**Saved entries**
—————

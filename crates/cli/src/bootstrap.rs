//! Wires configuration, queues, registries and the dispatcher for the binary.

use std::path::Path;
use std::sync::Arc;

use anyhow::Context;
use tracing::info;

use catalog_events::{Command, DomainEvent, InMemoryQueue, MessageQueue};
use catalog_infra::queue::SqliteQueue;
use catalog_infra::{
    CommandHandlerRegistry, Dispatcher, FileDataPoolReader, LoggingCommandHandler,
    LoggingProjector, LoggingQueue, PipelineConfig, ProjectorRegistry, QueueBackend,
};

use crate::templates::{self, WriteFileHandler};

pub type EventQueue = Arc<dyn MessageQueue<DomainEvent>>;
pub type CommandQueue = Arc<dyn MessageQueue<Command>>;
pub type CatalogDispatcher = Dispatcher<FileDataPoolReader, EventQueue, CommandQueue>;

/// Build the dispatcher for the configured backend.
///
/// `templates` holds one file per projector; `output` receives what the
/// `write-file` handler renders.
pub fn dispatcher(
    config: &PipelineConfig,
    templates: &Path,
    output: &Path,
) -> anyhow::Result<CatalogDispatcher> {
    let (events, commands) = open_queues(config)?;
    let projectors = projector_registry(config, templates)?;
    let handlers = handler_registry(config, output)?;

    info!(
        backend = ?config.queue_backend,
        projectors = projectors.len(),
        debug_logging = config.debug_logging,
        "pipeline ready"
    );

    Ok(Dispatcher::new(
        FileDataPoolReader::new(&config.data_version_file),
        events,
        commands,
        Arc::new(projectors),
        Arc::new(handlers),
    ))
}

fn open_queues(config: &PipelineConfig) -> anyhow::Result<(EventQueue, CommandQueue)> {
    let (events, commands) = match config.queue_backend {
        QueueBackend::Memory => (
            Arc::new(InMemoryQueue::<DomainEvent>::new()) as EventQueue,
            Arc::new(InMemoryQueue::<Command>::new()) as CommandQueue,
        ),
        QueueBackend::Sqlite => {
            let events = SqliteQueue::<DomainEvent>::open(
                &config.queue_path,
                config.event_queue.as_str(),
                config.backend_timeout,
            )
            .with_context(|| format!("opening queue file {}", config.queue_path.display()))?;
            let commands = events.sibling::<Command>(config.command_queue.as_str());
            (Arc::new(events) as EventQueue, Arc::new(commands) as CommandQueue)
        }
        QueueBackend::Redis => redis_queues(config)?,
    };

    if !config.debug_logging {
        return Ok((events, commands));
    }
    let events = Arc::new(LoggingQueue::new("domain_events", events)) as EventQueue;
    let commands = Arc::new(LoggingQueue::new("commands", commands)) as CommandQueue;
    Ok((events, commands))
}

#[cfg(feature = "redis")]
fn redis_queues(config: &PipelineConfig) -> anyhow::Result<(EventQueue, CommandQueue)> {
    use catalog_infra::queue::RedisListQueue;

    let events = RedisListQueue::<DomainEvent>::new(
        &config.redis_url,
        &config.event_queue,
        config.backend_timeout,
    )
    .context("connecting to redis")?;
    let commands = events.sibling::<Command>(&config.command_queue);
    Ok((Arc::new(events) as EventQueue, Arc::new(commands) as CommandQueue))
}

#[cfg(not(feature = "redis"))]
fn redis_queues(_config: &PipelineConfig) -> anyhow::Result<(EventQueue, CommandQueue)> {
    anyhow::bail!("the redis queue backend requires building with the `redis` feature")
}

/// Template IDs available under `templates`, sorted. Touches no queue.
pub fn template_codes(config: &PipelineConfig, templates: &Path) -> anyhow::Result<Vec<String>> {
    let registry = projector_registry(config, templates)?;
    Ok(registry.registered_codes().into_iter().collect())
}

fn projector_registry(config: &PipelineConfig, dir: &Path) -> anyhow::Result<ProjectorRegistry> {
    let mut builder = ProjectorRegistry::builder();
    for projector in templates::discover(dir)? {
        builder = if config.debug_logging {
            builder.register(LoggingProjector::new(projector))?
        } else {
            builder.register(projector)?
        };
    }
    Ok(builder.build())
}

fn handler_registry(config: &PipelineConfig, output: &Path) -> anyhow::Result<CommandHandlerRegistry> {
    let writer = WriteFileHandler::new(output);
    let builder = CommandHandlerRegistry::builder();
    let builder = if config.debug_logging {
        builder.register(LoggingCommandHandler::new(writer))?
    } else {
        builder.register(writer)?
    };
    Ok(builder.build())
}

#[cfg(test)]
mod tests {
    use super::*;

    fn memory_config(dir: &Path, debug_logging: bool) -> PipelineConfig {
        let data_version_file = dir.join("data-version");
        std::fs::write(&data_version_file, "1700000000\n").unwrap();
        PipelineConfig {
            queue_backend: QueueBackend::Memory,
            data_version_file,
            debug_logging,
            ..PipelineConfig::default()
        }
    }

    fn template_dir(dir: &Path) -> std::path::PathBuf {
        let templates = dir.join("templates");
        std::fs::create_dir_all(&templates).unwrap();
        std::fs::write(templates.join("header.html"), "<h1>{{payload}}</h1>").unwrap();
        std::fs::write(templates.join("footer.html"), "<footer/>").unwrap();
        templates
    }

    #[test]
    fn template_files_become_registered_codes() {
        let dir = tempfile::tempdir().unwrap();
        let dispatcher = dispatcher(
            &memory_config(dir.path(), false),
            &template_dir(dir.path()),
            &dir.path().join("out"),
        )
        .unwrap();

        assert_eq!(dispatcher.registered_codes(), vec!["footer", "header"]);
    }

    #[test]
    fn listing_codes_never_opens_the_queue_backend() {
        let dir = tempfile::tempdir().unwrap();
        let not_a_dir = dir.path().join("plain-file");
        std::fs::write(&not_a_dir, "").unwrap();
        let config = PipelineConfig {
            queue_backend: QueueBackend::Sqlite,
            queue_path: not_a_dir.join("queue.sqlite3"),
            ..memory_config(dir.path(), false)
        };
        let templates = template_dir(dir.path());

        assert_eq!(template_codes(&config, &templates).unwrap(), vec!["footer", "header"]);
        assert!(dispatcher(&config, &templates, &dir.path().join("out")).is_err());
    }

    #[test]
    fn triggering_a_template_renders_it_after_two_passes() {
        for debug_logging in [false, true] {
            let dir = tempfile::tempdir().unwrap();
            let output = dir.path().join("out");
            let dispatcher = dispatcher(
                &memory_config(dir.path(), debug_logging),
                &template_dir(dir.path()),
                &output,
            )
            .unwrap();

            dispatcher.submit("header", "Catalog").unwrap();
            dispatcher.process_queues().unwrap();
            assert!(!output.join("header.html").exists());

            dispatcher.process_queues().unwrap();
            let rendered = std::fs::read_to_string(output.join("header.html")).unwrap();
            assert_eq!(rendered, "<h1>Catalog</h1>");
        }
    }

    #[test]
    fn sqlite_backend_persists_between_dispatchers() {
        let dir = tempfile::tempdir().unwrap();
        let output = dir.path().join("out");
        let templates = template_dir(dir.path());
        let config = PipelineConfig {
            queue_backend: QueueBackend::Sqlite,
            queue_path: dir.path().join("queue.sqlite3"),
            ..memory_config(dir.path(), false)
        };

        dispatcher(&config, &templates, &output)
            .unwrap()
            .submit("footer", "")
            .unwrap();

        let reopened = dispatcher(&config, &templates, &output).unwrap();
        reopened.process_until_idle(5).unwrap();
        assert_eq!(
            std::fs::read_to_string(output.join("footer.html")).unwrap(),
            "<footer/>"
        );
    }

    #[cfg(not(feature = "redis"))]
    #[test]
    fn redis_backend_needs_the_feature() {
        let dir = tempfile::tempdir().unwrap();
        let config = PipelineConfig {
            queue_backend: QueueBackend::Redis,
            ..memory_config(dir.path(), false)
        };
        assert!(dispatcher(&config, &template_dir(dir.path()), dir.path()).is_err());
    }
}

—————

**EXERCISE INSTRUCTIONS**
Render every record verbatim. Nothing should be left out.

**TASK OUTPUT**
filename crates/cli/src/bootstrap.rs
//! Wires configuration, queues, registries and the dispatcher for the binary.

use std::path::Path;
use std::sync::Arc;

use anyhow::Context;
use tracing::info;

use catalog_events::{Command, DomainEvent, InMemoryQueue, MessageQueue};
use catalog_infra::queue::SqliteQueue;
use catalog_infra::{
    CommandHandlerRegistry, Dispatcher, FileDataPoolReader, LoggingCommandHandler,
    LoggingProjector, LoggingQueue, PipelineConfig, ProjectorRegistry, QueueBackend,
};

use crate::templates::{self, WriteFileHandler};

pub type EventQueue = Arc<dyn MessageQueue<DomainEvent>>;
pub type CommandQueue = Arc<dyn MessageQueue<Command>>;
pub type CatalogDispatcher = Dispatcher<FileDataPoolReader, EventQueue, CommandQueue>;

/// Build the dispatcher for the configured backend.
///
/// `templates` holds one file per projector; `output` receives what the
/// `write-file` handler renders.
pub fn dispatcher(
    config: &PipelineConfig,
    templates: &Path,
    output: &Path,
) -> anyhow::Result<CatalogDispatcher> {
    let (events, commands) = open_queues(config)?;
    let projectors = projector_registry(config, templates)?;
    let handlers = handler_registry(config, output)?;

    info!(
        backend = ?config.queue_backend,
        projectors = projectors.len(),
        debug_logging = config.debug_logging,
        "pipeline ready"
    );

    Ok(Dispatcher::new(
        FileDataPoolReader::new(&config.data_version_file),
        events,
        commands,
        Arc::new(projectors),
        Arc::new(handlers),
    ))
}

fn open_queues(config: &PipelineConfig) -> anyhow::Result<(EventQueue, CommandQueue)> {
    let (events, commands) = match config.queue_backend {
        QueueBackend::Memory => (
            Arc::new(InMemoryQueue::<DomainEvent>::new()) as EventQueue,
            Arc::new(InMemoryQueue::<Command>::new()) as CommandQueue,
        ),
        QueueBackend::Sqlite => {
            let events = SqliteQueue::<DomainEvent>::open(
                &config.queue_path,
                config.event_queue.as_str(),
                config.backend_timeout,
            )
            .with_context(|| format!("opening queue file {}", config.queue_path.display()))?;
            let commands = events.sibling::<Command>(config.command_queue.as_str());
            (Arc::new(events) as EventQueue, Arc::new(commands) as CommandQueue)
        }
        QueueBackend::Redis => redis_queues(config)?,
    };

    if !config.debug_logging {
        return Ok((events, commands));
    }
    let events = Arc::new(LoggingQueue::new("domain_events", events)) as EventQueue;
    let commands = Arc::new(LoggingQueue::new("commands", commands)) as CommandQueue;
    Ok((events, commands))
}

#[cfg(feature = "redis")]
fn redis_queues(config: &PipelineConfig) -> anyhow::Result<(EventQueue, CommandQueue)> {
    use catalog_infra::queue::RedisListQueue;

    let events = RedisListQueue::<DomainEvent>::new(
        &config.redis_url,
        &config.event_queue,
        config.backend_timeout,
    )
    .context("connecting to redis")?;
    let commands = events.sibling::<Command>(&config.command_queue);
    Ok((Arc::new(events) as EventQueue, Arc::new(commands) as CommandQueue))
}

#[cfg(not(feature = "redis"))]
fn redis_queues(_config: &PipelineConfig) -> anyhow::Result<(EventQueue, CommandQueue)> {
    anyhow::bail!("the redis queue backend requires building with the `redis` feature")
}

/// Template IDs available under `templates`, sorted. Touches no queue.
pub fn template_codes(config: &PipelineConfig, templates: &Path) -> anyhow::Result<Vec<String>> {
    let registry = projector_registry(config, templates)?;
    Ok(registry.registered_codes().into_iter().collect())
}

fn projector_registry(config: &PipelineConfig, dir: &Path) -> anyhow::Result<ProjectorRegistry> {
    let mut builder = ProjectorRegistry::builder();
    for projector in templates::discover(dir)? {
        builder = if config.debug_logging {
            builder.register(LoggingProjector::new(projector))?
        } else {
            builder.register(projector)?
        };
    }
    Ok(builder.build())
}

fn handler_registry(config: &PipelineConfig, output: &Path) -> anyhow::Result<CommandHandlerRegistry> {
    let writer = WriteFileHandler::new(output);
    let builder = CommandHandlerRegistry::builder();
    let builder = if config.debug_logging {
        builder.register(LoggingCommandHandler::new(writer))?
    } else {
        builder.register(writer)?
    };
    Ok(builder.build())
}

#[cfg(test)]
mod tests {
    use super::*;

    fn memory_config(dir: &Path, debug_logging: bool) -> PipelineConfig {
        let data_version_file = dir.join("data-version");
        std::fs::write(&data_version_file, "1700000000\n").unwrap();
        PipelineConfig {
            queue_backend: QueueBackend::Memory,
            data_version_file,
            debug_logging,
            ..PipelineConfig::default()
        }
    }

    fn template_dir(dir: &Path) -> std::path::PathBuf {
        let templates = dir.join("templates");
        std::fs::create_dir_all(&templates).unwrap();
        std::fs::write(templates.join("header.html"), "<h1>{{payload}}</h1>").unwrap();
        std::fs::write(templates.join("footer.html"), "<footer/>").unwrap();
        templates
    }

    #[test]
    fn template_files_become_registered_codes() {
        let dir = tempfile::tempdir().unwrap();
        let dispatcher = dispatcher(
            &memory_config(dir.path(), false),
            &template_dir(dir.path()),
            &dir.path().join("out"),
        )
        .unwrap();

        assert_eq!(dispatcher.registered_codes(), vec!["footer", "header"]);
    }

    #[test]
    fn listing_codes_never_opens_the_queue_backend() {
        let dir = tempfile::tempdir().unwrap();
        let not_a_dir = dir.path().join("plain-file");
        std::fs::write(&not_a_dir, "").unwrap();
        let config = PipelineConfig {
            queue_backend: QueueBackend::Sqlite,
            queue_path: not_a_dir.join("queue.sqlite3"),
            ..memory_config(dir.path(), false)
        };
        let templates = template_dir(dir.path());

        assert_eq!(template_codes(&config, &templates).unwrap(), vec!["footer", "header"]);
        assert!(dispatcher(&config, &templates, &dir.path().join("out")).is_err());
    }

    #[test]
    fn triggering_a_template_renders_it_after_two_passes() {
        for debug_logging in [false, true] {
            let dir = tempfile::tempdir().unwrap();
            let output = dir.path().join("out");
            let dispatcher = dispatcher(
                &memory_config(dir.path(), debug_logging),
                &template_dir(dir.path()),
                &output,
            )
            .unwrap();

            dispatcher.submit("header", "Catalog").unwrap();
            dispatcher.process_queues().unwrap();
            assert!(!output.join("header.html").exists());

            dispatcher.process_queues().unwrap();
            let rendered = std::fs::read_to_string(output.join("header.html")).unwrap();
            assert_eq!(rendered, "<h1>Catalog</h1>");
        }
    }

    #[test]
    fn sqlite_backend_persists_between_dispatchers() {
        let dir = tempfile::tempdir().unwrap();
        let output = dir.path().join("out");
        let templates = template_dir(dir.path());
        let config = PipelineConfig {
            queue_backend: QueueBackend::Sqlite,
            queue_path: dir.path().join("queue.sqlite3"),
            ..memory_config(dir.path(), false)
        };

        dispatcher(&config, &templates, &output)
            .unwrap()
            .submit("footer", "")
            .unwrap();

        let reopened = dispatcher(&config, &templates, &output).unwrap();
        reopened.process_until_idle(5).unwrap();
        assert_eq!(
            std::fs::read_to_string(output.join("footer.html")).unwrap(),
            "<footer/>"
        );
    }

    #[cfg(not(feature = "redis"))]
    #[test]
    fn redis_backend_needs_the_feature() {
        let dir = tempfile::tempdir().unwrap();
        let config = PipelineConfig {
            queue_backend: QueueBackend::Redis,
            ..memory_config(dir.path(), false)
        };
        assert!(dispatcher(&config, &template_dir(dir.path()), dir.path()).is_err());
    }
}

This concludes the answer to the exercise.